Leider waren die Goldfunde am Witwatersrand zu groß, um die Begehrlichkeit Englands so schnell erlöschen zu lassen, schon 1899 erhielt Krüger ein neues Ultimatum, diesmal von der englischen Regierung, das ihn aufforderte allen Ausländern in seiner Republik sofort das Wahlrecht zuzugestehen. Daraufhin erklärte Krüger am 11. Oktober 1899 Großbritannien den Krieg. Ein Fehler, wie sich bald herausstellen sollte.
Die englische Regierung wartete natürlich mit ganz anderen Ressourcen auf als ein Cecil Rhodes es in einer Privatfehde hatte tun können. Krüger realisierte, daß er Hilfe brauchen würde, und so reiste er 1900 nach Europa, um in Holland und Deutschland um Unterstützung zu werben.
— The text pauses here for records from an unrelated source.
//! Monotonic millisecond clock and cooperative worker-thread primitives.
//!
//! The library is built around preemptive OS threads coordinated with
//! mutexes and condition variables rather than an async runtime.
//! `StopToken` stands in for a cooperative cancellation flag: every blocking wait checks it
//! before and after sleeping, and suspension points that would otherwise
//! block forever return `Error::StopRequested` once it fires.

use std::sync::atomic::{AtomicBool, Ordering};
use std::sync::{Arc, Condvar, Mutex};
use std::thread::JoinHandle;
use std::time::{Duration, Instant};

use crate::error::{Error, ThreadError};

/// Returns a monotonic millisecond timestamp. Not wall-clock time; only
/// differences between two calls are meaningful.
pub fn now_ms() -> u64 {
    static START: std::sync::OnceLock<Instant> = std::sync::OnceLock::new();
    let start = *START.get_or_init(Instant::now);
    start.elapsed().as_millis() as u64
}

/// A cooperative stop signal shared between a worker thread and whoever
/// manages its lifecycle. Cloning shares the same underlying flag/condvar.
#[derive(Clone)]
pub struct StopToken {
    inner: Arc<StopInner>,
}

struct StopInner {
    stopped: AtomicBool,
    mutex: Mutex<()>,
    cond: Condvar,
}

impl Default for StopToken {
    fn default() -> Self {
        Self::new()
    }
}

impl StopToken {
    pub fn new() -> Self {
        Self {
            inner: Arc::new(StopInner {
                stopped: AtomicBool::new(false),
                mutex: Mutex::new(()),
                cond: Condvar::new(),
            }),
        }
    }

    pub fn is_stopped(&self) -> bool {
        self.inner.stopped.load(Ordering::Acquire)
    }

    /// Signals every waiter on this token to wake immediately.
    pub fn stop(&self) {
        self.inner.stopped.store(true, Ordering::Release);
        let _guard = self.inner.mutex.lock().unwrap();
        self.inner.cond.notify_all();
    }

    /// Sleeps up to `timeout`, waking early if `stop()` is called.
    /// Returns `Err(Error::StopRequested)` if the token fired during the
    /// wait (checked both before and after, matching the "check stop, then
    /// wait <= 20ms, repeat" convention.
    pub fn sleep(&self, timeout: Duration) -> Result<(), Error> {
        if self.is_stopped() {
            return Err(Error::StopRequested);
        }
        let guard = self.inner.mutex.lock().unwrap();
        let (_guard, _result) = self.inner.cond.wait_timeout(guard, timeout).unwrap();
        if self.is_stopped() {
            return Err(Error::StopRequested);
        }
        Ok(())
    }

    /// Sleeps in bounded ~20ms slices until `total` has elapsed or a stop
    /// is requested, whichever comes first.
    pub fn sleep_cooperative(&self, total: Duration) -> Result<(), Error> {
        const SLICE: Duration = Duration::from_millis(20);
        let deadline = Instant::now() + total;
        loop {
            if self.is_stopped() {
                return Err(Error::StopRequested);
            }
            let remaining = deadline.saturating_duration_since(Instant::now());
            if remaining.is_zero() {
                return Ok(());
            }
            self.sleep(remaining.min(SLICE))?;
        }
    }
}

/// A generic worker thread with a cooperative stop handle. `run` is invoked
/// on the spawned thread and receives a `StopToken` it should check at every
/// suspension point; returning `Err(Error::StopRequested)` from `run` is the
/// normal, clean shutdown path (mirrors the source's exception-based unwind,
/// made explicit).
pub struct WorkerThread {
    stop: StopToken,
    handle: Option<JoinHandle<()>>,
}

impl WorkerThread {
    /// Spawns `run` on a new OS thread. `name` is used only for diagnostics.
    pub fn start<F>(name: &'static str, run: F) -> Result<Self, Error>
    where
        F: FnOnce(StopToken) + Send + 'static,
    {
        let stop = StopToken::new();
        let stop_for_thread = stop.clone();
        let handle = std::thread::Builder::new()
            .name(name.to_string())
            .spawn(move || run(stop_for_thread))
            .map_err(|_| Error::Thread(ThreadError::Start))?;
        Ok(Self {
            stop,
            handle: Some(handle),
        })
    }

    pub fn stop_token(&self) -> StopToken {
        self.stop.clone()
    }

    /// Requests the thread stop and waits up to `timeout` for it to exit.
    /// A thread calling `stop()` on itself is a programming error in this
    /// model (would deadlock on `join`); callers are expected to only stop
    /// threads they spawned, from a different thread.
    pub fn stop(&mut self, timeout: Duration) -> Result<(), Error> {
        self.stop.stop();
        if let Some(handle) = self.handle.take() {
            let start = Instant::now();
            while !handle.is_finished() {
                if start.elapsed() > timeout {
                    return Err(Error::Thread(ThreadError::Timeout));
                }
                std::thread::sleep(Duration::from_millis(5));
            }
            let _ = handle.join();
        }
        Ok(())
    }
}

impl Drop for WorkerThread {
    fn drop(&mut self) {
        self.stop.stop();
        if let Some(handle) = self.handle.take() {
            let _ = handle.join();
        }
    }
}

#[cfg(test)]
mod tests {
    use super::*;
    use std::sync::atomic::AtomicU32;

    #[test]
    fn stop_token_wakes_sleepers() {
        let token = StopToken::new();
        let token2 = token.clone();
        let handle = std::thread::spawn(move || token2.sleep(Duration::from_secs(5)));
        std::thread::sleep(Duration::from_millis(20));
        token.stop();
        let result = handle.join().unwrap();
        assert_eq!(result, Err(Error::StopRequested));
    }

    #[test]
    fn worker_thread_stops_cleanly() {
        let counter = Arc::new(AtomicU32::new(0));
        let counter2 = counter.clone();
        let mut worker = WorkerThread::start("test-worker", move |stop| {
            while stop.sleep(Duration::from_millis(5)).is_ok() {
                counter2.fetch_add(1, Ordering::SeqCst);
            }
        })
        .unwrap();
        std::thread::sleep(Duration::from_millis(50));
        worker.stop(Duration::from_secs(1)).unwrap();
        assert!(counter.load(Ordering::SeqCst) > 0);
    }
}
Aber weder die niederländische Königin noch der deutsche Kaiser fanden es der Mühe wert, sich wegen der Buren mit England anzulegen. Krüger resignierte. Er blieb in Europa und starb bereits 1902 in seinem Schweizer Exil Clarens.
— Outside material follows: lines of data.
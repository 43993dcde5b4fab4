//! Block transfer. CAN-only in this implementation, and only
//! used when the payload is at least [`BLOCK_THRESHOLD_BYTES`] and the
//! channel reports [`SdoChannel::supports_block`].

use super::{cs, SdoChannel, SdoEngine};
use crate::error::{Error, SdoError};

pub const BLOCK_THRESHOLD_BYTES: usize = 300;
pub const BLOCK_SIZE_MAX: u8 = 127;
const BLOCK_SEGMENT_DATA: usize = 7;

fn check_block_supported<C: SdoChannel>(engine: &SdoEngine<C>) -> Result<(), Error> {
    if !engine.channel.supports_block() {
        return Err(Error::Sdo(SdoError::NoBlkXfers));
    }
    Ok(())
}

pub(super) fn block_download<C: SdoChannel>(
    engine: &SdoEngine<C>,
    index: u16,
    sub: u8,
    data: &[u8],
) -> Result<(), Error> {
    check_block_supported(engine)?;

    let mut init = [0u8; 8];
    init[0] = cs::BLOCK_DOWNLOAD; // cs=0 (initiate)
    init[1..3].copy_from_slice(&index.to_le_bytes());
    init[3] = sub;
    init[4..8].copy_from_slice(&(data.len() as u32).to_le_bytes());
    let reply = engine.request(&init)?;
    if reply[0] & 0xE0 != cs::BLOCK_DOWNLOAD {
        engine.send_abort(index, sub, SdoError::BlockSize);
        return Err(Error::Sdo(SdoError::BlockSize));
    }
    let mut blk_size = reply[4].clamp(1, BLOCK_SIZE_MAX);

    let chunks: Vec<&[u8]> = data.chunks(BLOCK_SEGMENT_DATA).collect();
    let mut sent = 0usize;
    while sent < chunks.len() {
        let sub_block = &chunks[sent..(sent + blk_size as usize).min(chunks.len())];
        for (i, chunk) in sub_block.iter().enumerate() {
            let seq = (i + 1) as u8;
            let is_last_overall = sent + i + 1 == chunks.len();
            let mut frame = [0u8; 8];
            frame[0] = if is_last_overall { 0x80 | seq } else { seq };
            frame[1..1 + chunk.len()].copy_from_slice(chunk);
            // Segments are fire-and-forget until the sub-block ack, except
            // the transport must still deliver them; we use the same
            // request/reply channel but ignore replies until the ack.
            let _ = engine.channel.transfer(&frame, engine.timeouts().timeout());
        }
        let ack = engine.request(&[0u8; 8])?;
        if ack[0] & 0xE0 != cs::BLOCK_DOWNLOAD {
            engine.send_abort(index, sub, SdoError::BlockSeq);
            return Err(Error::Sdo(SdoError::BlockSeq));
        }
        let ack_seq = ack[1];
        if ack_seq as usize != sub_block.len() {
            engine.send_abort(index, sub, SdoError::BlockSeq);
            return Err(Error::Sdo(SdoError::BlockSeq));
        }
        blk_size = ack[2].clamp(1, BLOCK_SIZE_MAX);
        sent += sub_block.len();
    }

    let mut end = [0u8; 8];
    end[0] = cs::BLOCK_DOWNLOAD | 0x01; // cs=1 (end block)
    let reply = engine.request(&end)?;
    if reply[0] & 0xE0 != cs::BLOCK_DOWNLOAD {
        engine.send_abort(index, sub, SdoError::BlockCrc);
        return Err(Error::Sdo(SdoError::BlockCrc));
    }
    Ok(())
}

pub(super) fn block_upload<C: SdoChannel>(
    engine: &SdoEngine<C>,
    index: u16,
    sub: u8,
    blk_size: u8,
) -> Result<Vec<u8>, Error> {
    check_block_supported(engine)?;
    let blk_size = blk_size.clamp(1, BLOCK_SIZE_MAX);

    let mut init = [0u8; 8];
    init[0] = cs::BLOCK_UPLOAD; // cs=0 (initiate)
    init[1..3].copy_from_slice(&index.to_le_bytes());
    init[3] = sub;
    init[4] = blk_size;
    let reply = engine.request(&init)?;
    if reply[0] & 0xE0 != cs::BLOCK_UPLOAD {
        engine.send_abort(index, sub, SdoError::BlockSize);
        return Err(Error::Sdo(SdoError::BlockSize));
    }
    let total_len = u32::from_le_bytes([reply[4], reply[5], reply[6], reply[7]]) as usize;

    let mut out = Vec::with_capacity(total_len);
    let mut blk_size = blk_size;
    loop {
        let mut last_seq = 0u8;
        let mut done = false;
        for expected_seq in 1..=blk_size {
            let seg = engine
                .channel
                .transfer(&[0u8; 8], engine.timeouts().timeout())?;
            if seg.len() != 8 {
                engine.send_abort(index, sub, SdoError::BlockSeq);
                return Err(Error::Sdo(SdoError::BlockSeq));
            }
            let seq = seg[0] & 0x7F;
            let is_last = seg[0] & 0x80 != 0;
            if seq != expected_seq {
                // gap: ack what we actually got and let the server retransmit
                break;
            }
            out.extend_from_slice(&seg[1..8]);
            last_seq = seq;
            if is_last {
                done = true;
                break;
            }
        }
        let mut ack = [0u8; 8];
        ack[0] = cs::BLOCK_UPLOAD | 0x02; // cs=2 (sub-block ack)
        ack[1] = last_seq;
        ack[2] = blk_size;
        if done {
            break;
        }
        let resp = engine.request(&ack)?;
        blk_size = resp[4].clamp(1, BLOCK_SIZE_MAX);
    }

    // trim padding on the final segment down to the declared total length
    out.truncate(total_len);

    let mut end = [0u8; 8];
    end[0] = cs::BLOCK_UPLOAD | 0x01; // cs=1 (end block)
    let _ = engine.request(&end)?;
    Ok(out)
}

#[cfg(test)]
mod tests {
    use super::*;
    use crate::sdo::SdoEngine;
    use std::cell::RefCell;
    use std::collections::VecDeque;
    use std::time::Duration;

    struct Scripted {
        replies: RefCell<VecDeque<Vec<u8>>>,
    }

    impl SdoChannel for Scripted {
        fn transfer(&self, _req: &[u8], _timeout: Duration) -> Result<Vec<u8>, Error> {
            self.replies
                .borrow_mut()
                .pop_front()
                .ok_or(Error::Sdo(SdoError::Timeout))
        }
        fn supports_block(&self) -> bool {
            true
        }
    }

    #[test]
    fn block_upload_reassembles_short_payload() {
        let total_len = 10u32;
        let mut init_reply = [0u8; 8];
        init_reply[0] = cs::BLOCK_UPLOAD;
        init_reply[4..8].copy_from_slice(&total_len.to_le_bytes());

        let mut seg1 = [0u8; 8];
        seg1[0] = 1;
        seg1[1..8].copy_from_slice(&[1, 2, 3, 4, 5, 6, 7]);

        let mut seg2 = [0u8; 8];
        seg2[0] = 0x80 | 2;
        seg2[1..8].copy_from_slice(&[8, 9, 10, 0, 0, 0, 0]);

        let mut end_reply = [0u8; 8];
        end_reply[0] = cs::BLOCK_UPLOAD | 0x01;

        let scripted = Scripted {
            replies: RefCell::new(
                vec![
                    init_reply.to_vec(),
                    seg1.to_vec(),
                    seg2.to_vec(),
                    end_reply.to_vec(),
                ]
                .into(),
            ),
        };
        let engine = SdoEngine::new(scripted);
        let data = block_upload(&engine, 0x2000, 0, 127).unwrap();
        assert_eq!(data, vec![1, 2, 3, 4, 5, 6, 7, 8, 9, 10]);
    }
}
Die Buren verloren den Krieg gegen England, doch auch England hatte die Situation falsch eingeschätzt. Sie mußten bald einsehen, daß sie die Wirtschaft alleine, ohne die Hilfe der Buren, nicht am Laufen halten konnten. Also kam man den stolzen Buren entgegen, gab ihnen politische Gleichberechtigung in der gerade eingeführten Demokratie. Damit konnten die Buren ihre numerische Übermacht dazu nutzten, die Politik Südafrikas nach ihren eigenen Vorstellungen zu gestalten.